[RECORD EXTRACTS]
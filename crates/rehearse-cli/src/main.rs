//! rehearse CLI: interview practice from the terminal.

use std::path::PathBuf;
use std::process;

use clap::{Parser, Subcommand};

use rehearse_core::model::QuestionKind;

mod commands;

#[derive(Parser)]
#[command(
    name = "rehearse",
    version,
    about = "Practice technical interview questions generated by an LLM"
)]
struct Cli {
    #[command(subcommand)]
    command: Commands,
}

#[derive(Subcommand)]
enum Commands {
    /// Answer generated questions interactively and track mastery
    Practice {
        /// First topic to practise (e.g. "Rust ownership")
        #[arg(long)]
        topic: String,

        /// Questions per round (default: question_count from config)
        #[arg(long)]
        count: Option<u32>,

        /// Question kind: mcq or theory
        #[arg(long, default_value = "theory")]
        kind: QuestionKind,

        /// Model as provider/model (e.g. "ollama/llama3.1:8b")
        #[arg(long)]
        model: Option<String>,

        /// Config file path
        #[arg(long)]
        config: Option<PathBuf>,

        /// Directory for the saved session (default: output_dir from config)
        #[arg(long)]
        output: Option<PathBuf>,

        /// Session output format: json, html, all
        #[arg(long, default_value = "json")]
        format: String,

        /// Ask the model for a study plan at the end
        #[arg(long)]
        analyze: bool,
    },

    /// Generate one batch of questions and print them as JSON
    Generate {
        #[arg(long)]
        topic: String,

        #[arg(long)]
        count: Option<u32>,

        /// Question kind: mcq or theory
        #[arg(long, default_value = "theory")]
        kind: QuestionKind,

        /// Model as provider/model
        #[arg(long)]
        model: Option<String>,

        /// Config file path
        #[arg(long)]
        config: Option<PathBuf>,
    },

    /// Extract questions from a saved model response (no network)
    Extract {
        /// File holding the raw response, or "-" for stdin
        #[arg(long)]
        input: PathBuf,

        /// Question kind: mcq or theory
        #[arg(long)]
        kind: QuestionKind,
    },

    /// Render a saved session
    Report {
        /// Session JSON written by `rehearse practice`
        #[arg(long)]
        session: PathBuf,

        /// Output format: text, json, markdown, html
        #[arg(long, default_value = "text")]
        format: String,

        /// Write to this file instead of stdout
        #[arg(long)]
        output: Option<PathBuf>,
    },

    /// List available models
    ListModels {
        /// Filter to specific provider
        #[arg(long)]
        provider: Option<String>,

        /// Config file path
        #[arg(long)]
        config: Option<PathBuf>,
    },

    /// Create a starter rehearse.toml
    Init,
}

#[tokio::main]
async fn main() {
    tracing_subscriber::fmt()
        .with_env_filter(
            tracing_subscriber::EnvFilter::try_from_default_env()
                .unwrap_or_else(|_| tracing_subscriber::EnvFilter::new("rehearse=info")),
        )
        .with_writer(std::io::stderr)
        .init();

    let cli = Cli::parse();

    let result = match cli.command {
        Commands::Practice {
            topic,
            count,
            kind,
            model,
            config,
            output,
            format,
            analyze,
        } => {
            commands::practice::execute(topic, count, kind, model, config, output, format, analyze)
                .await
        }
        Commands::Generate {
            topic,
            count,
            kind,
            model,
            config,
        } => commands::generate::execute(topic, count, kind, model, config).await,
        Commands::Extract { input, kind } => commands::extract::execute(input, kind),
        Commands::Report {
            session,
            format,
            output,
        } => commands::report::execute(session, format, output),
        Commands::ListModels { provider, config } => {
            commands::list_models::execute(provider, config).await
        }
        Commands::Init => commands::init::execute(),
    };

    if let Err(e) = result {
        eprintln!("Error: {e:#}");
        process::exit(1);
    }
}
[/RECORD EXTRACTS]
- WHAT IS NEEDED: If a line in the data holds the string "format", copy that line.

- TASK SOLUTION:
        /// Session output format: json, html, all
        format: String,
        /// Output format: text, json, markdown, html
        format: String,
            format,
            commands::practice::execute(topic, count, kind, model, config, output, format, analyze)
            format,
        } => commands::report::execute(session, format, output),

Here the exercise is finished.